• _Exercise objective_
Precisely the lines from the one with "-> Result<OutputValue, OutputError>" through the end of the data, both included, must make up the response, each restated word for word.

Items from a dataset:
»»
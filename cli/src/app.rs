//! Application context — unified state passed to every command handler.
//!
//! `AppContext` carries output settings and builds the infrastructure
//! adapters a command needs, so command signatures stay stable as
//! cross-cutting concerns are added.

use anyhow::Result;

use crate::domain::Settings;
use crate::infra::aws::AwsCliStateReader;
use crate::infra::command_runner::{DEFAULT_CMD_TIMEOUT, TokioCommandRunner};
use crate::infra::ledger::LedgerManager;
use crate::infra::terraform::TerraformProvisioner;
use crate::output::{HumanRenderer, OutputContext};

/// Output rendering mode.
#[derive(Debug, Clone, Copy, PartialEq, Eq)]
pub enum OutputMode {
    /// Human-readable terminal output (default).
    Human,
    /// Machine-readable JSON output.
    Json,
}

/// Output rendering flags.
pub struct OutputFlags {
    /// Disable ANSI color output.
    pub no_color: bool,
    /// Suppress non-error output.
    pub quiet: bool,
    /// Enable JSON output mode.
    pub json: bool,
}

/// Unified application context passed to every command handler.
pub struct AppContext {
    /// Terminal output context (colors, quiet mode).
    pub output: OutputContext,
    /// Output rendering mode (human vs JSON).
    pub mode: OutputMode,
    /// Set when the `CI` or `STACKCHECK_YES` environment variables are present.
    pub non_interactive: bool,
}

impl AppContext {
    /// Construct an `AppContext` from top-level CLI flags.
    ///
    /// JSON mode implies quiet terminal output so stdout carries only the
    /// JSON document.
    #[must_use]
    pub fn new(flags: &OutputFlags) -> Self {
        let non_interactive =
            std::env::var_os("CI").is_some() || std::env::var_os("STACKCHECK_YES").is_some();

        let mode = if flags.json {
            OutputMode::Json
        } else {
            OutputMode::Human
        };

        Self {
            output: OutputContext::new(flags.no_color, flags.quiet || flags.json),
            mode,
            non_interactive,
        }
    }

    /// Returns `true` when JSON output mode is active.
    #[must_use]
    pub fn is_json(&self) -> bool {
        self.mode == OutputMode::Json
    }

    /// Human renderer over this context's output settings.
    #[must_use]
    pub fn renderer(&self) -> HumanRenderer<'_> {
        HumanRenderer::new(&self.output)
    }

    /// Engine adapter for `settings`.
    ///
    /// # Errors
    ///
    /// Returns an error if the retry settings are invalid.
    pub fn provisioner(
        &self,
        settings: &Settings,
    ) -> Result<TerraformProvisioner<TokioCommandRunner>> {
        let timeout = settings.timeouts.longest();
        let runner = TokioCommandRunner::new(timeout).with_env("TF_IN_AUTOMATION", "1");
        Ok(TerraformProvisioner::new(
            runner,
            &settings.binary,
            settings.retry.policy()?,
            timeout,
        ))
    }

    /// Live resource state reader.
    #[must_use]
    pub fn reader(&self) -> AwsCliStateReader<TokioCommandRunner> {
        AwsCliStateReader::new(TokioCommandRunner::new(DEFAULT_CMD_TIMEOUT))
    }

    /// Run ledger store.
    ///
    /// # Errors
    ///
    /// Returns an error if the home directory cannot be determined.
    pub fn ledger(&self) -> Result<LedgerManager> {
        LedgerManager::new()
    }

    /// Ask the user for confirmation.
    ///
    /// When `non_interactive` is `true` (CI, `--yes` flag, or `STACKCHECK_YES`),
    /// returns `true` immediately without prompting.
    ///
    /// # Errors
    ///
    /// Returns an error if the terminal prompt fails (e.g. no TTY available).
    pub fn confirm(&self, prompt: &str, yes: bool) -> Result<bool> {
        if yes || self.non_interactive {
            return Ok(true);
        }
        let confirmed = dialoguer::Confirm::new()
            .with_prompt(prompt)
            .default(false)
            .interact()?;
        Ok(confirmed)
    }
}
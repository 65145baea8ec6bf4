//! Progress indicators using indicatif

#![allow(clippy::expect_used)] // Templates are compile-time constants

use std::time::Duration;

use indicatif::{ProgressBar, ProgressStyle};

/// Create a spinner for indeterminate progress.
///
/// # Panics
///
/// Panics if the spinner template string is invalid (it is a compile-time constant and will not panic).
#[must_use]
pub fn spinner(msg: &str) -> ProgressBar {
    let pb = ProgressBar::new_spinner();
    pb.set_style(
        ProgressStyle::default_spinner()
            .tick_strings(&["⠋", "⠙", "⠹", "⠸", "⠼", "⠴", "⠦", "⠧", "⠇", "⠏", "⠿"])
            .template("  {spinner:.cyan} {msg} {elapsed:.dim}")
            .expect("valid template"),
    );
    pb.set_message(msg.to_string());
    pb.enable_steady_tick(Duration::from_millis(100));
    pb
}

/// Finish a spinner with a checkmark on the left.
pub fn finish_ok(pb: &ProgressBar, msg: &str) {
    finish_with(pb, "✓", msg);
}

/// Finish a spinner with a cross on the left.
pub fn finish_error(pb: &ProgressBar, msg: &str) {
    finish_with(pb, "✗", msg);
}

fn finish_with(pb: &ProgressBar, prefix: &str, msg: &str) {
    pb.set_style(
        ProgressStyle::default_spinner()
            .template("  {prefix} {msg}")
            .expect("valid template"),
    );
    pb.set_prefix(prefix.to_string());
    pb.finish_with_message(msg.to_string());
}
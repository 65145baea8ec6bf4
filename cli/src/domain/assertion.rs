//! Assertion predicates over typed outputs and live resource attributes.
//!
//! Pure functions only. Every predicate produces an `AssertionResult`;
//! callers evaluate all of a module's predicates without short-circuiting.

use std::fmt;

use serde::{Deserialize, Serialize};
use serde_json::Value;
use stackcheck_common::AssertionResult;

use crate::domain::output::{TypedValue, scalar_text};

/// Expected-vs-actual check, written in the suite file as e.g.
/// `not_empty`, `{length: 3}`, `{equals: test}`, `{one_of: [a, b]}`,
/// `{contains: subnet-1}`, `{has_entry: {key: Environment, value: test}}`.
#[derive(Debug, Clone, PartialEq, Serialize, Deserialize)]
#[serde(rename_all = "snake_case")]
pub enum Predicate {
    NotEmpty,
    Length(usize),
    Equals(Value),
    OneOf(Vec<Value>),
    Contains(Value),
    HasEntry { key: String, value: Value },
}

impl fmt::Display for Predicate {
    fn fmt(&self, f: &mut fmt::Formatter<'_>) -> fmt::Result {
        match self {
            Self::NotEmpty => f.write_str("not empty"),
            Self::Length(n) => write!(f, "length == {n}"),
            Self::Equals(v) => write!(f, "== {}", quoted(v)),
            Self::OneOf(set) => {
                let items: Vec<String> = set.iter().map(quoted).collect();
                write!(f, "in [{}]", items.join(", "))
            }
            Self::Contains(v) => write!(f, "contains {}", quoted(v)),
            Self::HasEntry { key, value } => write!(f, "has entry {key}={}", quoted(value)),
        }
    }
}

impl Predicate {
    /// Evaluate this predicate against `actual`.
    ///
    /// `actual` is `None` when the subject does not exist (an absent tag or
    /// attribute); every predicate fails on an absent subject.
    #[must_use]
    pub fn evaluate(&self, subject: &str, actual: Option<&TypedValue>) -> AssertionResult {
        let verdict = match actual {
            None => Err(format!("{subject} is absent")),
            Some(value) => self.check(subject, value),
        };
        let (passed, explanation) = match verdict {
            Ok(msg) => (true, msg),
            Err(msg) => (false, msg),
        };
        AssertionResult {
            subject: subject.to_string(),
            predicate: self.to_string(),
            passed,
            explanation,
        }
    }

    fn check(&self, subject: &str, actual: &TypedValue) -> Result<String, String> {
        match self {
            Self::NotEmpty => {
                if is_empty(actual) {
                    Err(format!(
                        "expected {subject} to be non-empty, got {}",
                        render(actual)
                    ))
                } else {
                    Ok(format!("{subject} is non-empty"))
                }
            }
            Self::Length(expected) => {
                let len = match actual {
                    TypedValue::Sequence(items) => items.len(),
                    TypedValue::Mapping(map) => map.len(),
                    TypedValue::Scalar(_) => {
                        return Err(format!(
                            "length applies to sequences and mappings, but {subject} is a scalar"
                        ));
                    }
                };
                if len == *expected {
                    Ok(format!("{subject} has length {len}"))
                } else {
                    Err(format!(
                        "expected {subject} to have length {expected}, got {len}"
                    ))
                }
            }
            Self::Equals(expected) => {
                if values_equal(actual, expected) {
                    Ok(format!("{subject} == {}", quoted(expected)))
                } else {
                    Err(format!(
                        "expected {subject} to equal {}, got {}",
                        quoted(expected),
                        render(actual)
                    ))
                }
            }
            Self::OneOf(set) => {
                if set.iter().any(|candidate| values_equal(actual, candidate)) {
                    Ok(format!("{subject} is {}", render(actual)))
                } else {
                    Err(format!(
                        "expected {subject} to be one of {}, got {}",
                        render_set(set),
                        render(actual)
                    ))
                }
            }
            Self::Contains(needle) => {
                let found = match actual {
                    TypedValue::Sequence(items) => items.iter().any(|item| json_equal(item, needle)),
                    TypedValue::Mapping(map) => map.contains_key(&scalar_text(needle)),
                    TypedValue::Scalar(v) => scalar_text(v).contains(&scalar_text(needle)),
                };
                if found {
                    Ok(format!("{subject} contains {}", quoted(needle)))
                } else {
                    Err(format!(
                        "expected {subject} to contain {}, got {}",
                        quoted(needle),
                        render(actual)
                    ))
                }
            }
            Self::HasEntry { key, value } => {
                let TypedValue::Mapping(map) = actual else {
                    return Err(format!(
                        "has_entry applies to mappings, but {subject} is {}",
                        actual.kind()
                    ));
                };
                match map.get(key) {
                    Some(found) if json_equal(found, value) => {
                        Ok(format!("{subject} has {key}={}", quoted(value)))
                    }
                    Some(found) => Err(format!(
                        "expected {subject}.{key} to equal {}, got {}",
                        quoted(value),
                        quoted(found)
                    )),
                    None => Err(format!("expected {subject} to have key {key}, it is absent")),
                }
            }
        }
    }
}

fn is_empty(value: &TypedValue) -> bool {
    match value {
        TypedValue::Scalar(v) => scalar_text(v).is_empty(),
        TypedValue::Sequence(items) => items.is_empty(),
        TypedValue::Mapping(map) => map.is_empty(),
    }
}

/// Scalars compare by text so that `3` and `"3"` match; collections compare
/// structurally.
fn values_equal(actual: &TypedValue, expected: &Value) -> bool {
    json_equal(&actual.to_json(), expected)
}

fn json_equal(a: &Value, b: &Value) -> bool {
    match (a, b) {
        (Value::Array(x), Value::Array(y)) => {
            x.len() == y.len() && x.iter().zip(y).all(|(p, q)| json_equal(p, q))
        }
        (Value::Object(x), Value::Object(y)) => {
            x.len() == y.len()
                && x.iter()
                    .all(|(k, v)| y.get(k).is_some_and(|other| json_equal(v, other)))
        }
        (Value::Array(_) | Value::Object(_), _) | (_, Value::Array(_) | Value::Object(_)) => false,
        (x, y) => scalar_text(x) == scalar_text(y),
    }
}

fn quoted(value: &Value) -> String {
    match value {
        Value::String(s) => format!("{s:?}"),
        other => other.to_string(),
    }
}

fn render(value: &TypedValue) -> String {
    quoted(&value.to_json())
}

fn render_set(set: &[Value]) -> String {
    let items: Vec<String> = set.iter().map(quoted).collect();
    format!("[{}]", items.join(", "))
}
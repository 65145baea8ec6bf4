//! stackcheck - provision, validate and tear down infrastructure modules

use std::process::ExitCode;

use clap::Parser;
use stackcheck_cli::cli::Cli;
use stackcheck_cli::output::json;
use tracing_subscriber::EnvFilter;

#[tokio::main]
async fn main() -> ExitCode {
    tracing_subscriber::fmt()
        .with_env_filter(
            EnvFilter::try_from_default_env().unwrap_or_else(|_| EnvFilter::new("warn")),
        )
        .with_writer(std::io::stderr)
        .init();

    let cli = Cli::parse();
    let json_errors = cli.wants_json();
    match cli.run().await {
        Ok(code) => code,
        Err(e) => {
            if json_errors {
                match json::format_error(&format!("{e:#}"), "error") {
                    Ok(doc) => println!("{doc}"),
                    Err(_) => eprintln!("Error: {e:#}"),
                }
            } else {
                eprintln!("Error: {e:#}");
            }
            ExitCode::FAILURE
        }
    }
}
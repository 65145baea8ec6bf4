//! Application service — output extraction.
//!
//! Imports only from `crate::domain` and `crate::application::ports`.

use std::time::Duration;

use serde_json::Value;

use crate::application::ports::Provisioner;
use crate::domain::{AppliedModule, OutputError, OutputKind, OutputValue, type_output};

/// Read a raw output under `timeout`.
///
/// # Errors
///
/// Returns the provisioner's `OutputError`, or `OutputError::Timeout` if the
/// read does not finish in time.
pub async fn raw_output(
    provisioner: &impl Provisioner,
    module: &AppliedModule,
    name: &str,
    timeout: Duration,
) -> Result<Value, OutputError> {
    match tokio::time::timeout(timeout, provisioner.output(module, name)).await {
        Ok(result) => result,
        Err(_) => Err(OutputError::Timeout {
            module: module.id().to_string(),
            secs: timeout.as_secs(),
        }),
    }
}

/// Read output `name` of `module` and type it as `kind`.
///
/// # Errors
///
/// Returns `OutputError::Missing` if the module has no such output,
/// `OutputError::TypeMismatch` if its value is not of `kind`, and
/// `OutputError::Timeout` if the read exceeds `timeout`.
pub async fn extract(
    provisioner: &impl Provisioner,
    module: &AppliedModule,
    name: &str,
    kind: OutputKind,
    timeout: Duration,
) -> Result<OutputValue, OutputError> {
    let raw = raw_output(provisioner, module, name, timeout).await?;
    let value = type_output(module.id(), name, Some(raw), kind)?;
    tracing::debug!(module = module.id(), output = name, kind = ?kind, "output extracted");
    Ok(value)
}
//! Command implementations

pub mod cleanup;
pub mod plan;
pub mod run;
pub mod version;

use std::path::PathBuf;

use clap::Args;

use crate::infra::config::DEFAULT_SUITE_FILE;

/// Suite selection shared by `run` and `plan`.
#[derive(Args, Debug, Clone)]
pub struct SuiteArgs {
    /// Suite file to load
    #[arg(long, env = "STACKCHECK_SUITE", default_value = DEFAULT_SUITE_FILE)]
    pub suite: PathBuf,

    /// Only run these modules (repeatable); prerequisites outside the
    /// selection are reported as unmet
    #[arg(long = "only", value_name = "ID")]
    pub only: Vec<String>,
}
««
• _Exercise solution_
) -> Result<OutputValue, OutputError> {
    let raw = raw_output(provisioner, module, name, timeout).await?;
    let value = type_output(module.id(), name, Some(raw), kind)?;
    tracing::debug!(module = module.id(), output = name, kind = ?kind, "output extracted");
    Ok(value)
}
//! Command implementations

pub mod cleanup;
pub mod plan;
pub mod run;
pub mod version;

use std::path::PathBuf;

use clap::Args;

use crate::infra::config::DEFAULT_SUITE_FILE;

/// Suite selection shared by `run` and `plan`.
#[derive(Args, Debug, Clone)]
pub struct SuiteArgs {
    /// Suite file to load
    #[arg(long, env = "STACKCHECK_SUITE", default_value = DEFAULT_SUITE_FILE)]
    pub suite: PathBuf,

    /// Only run these modules (repeatable); prerequisites outside the
    /// selection are reported as unmet
    #[arg(long = "only", value_name = "ID")]
    pub only: Vec<String>,
}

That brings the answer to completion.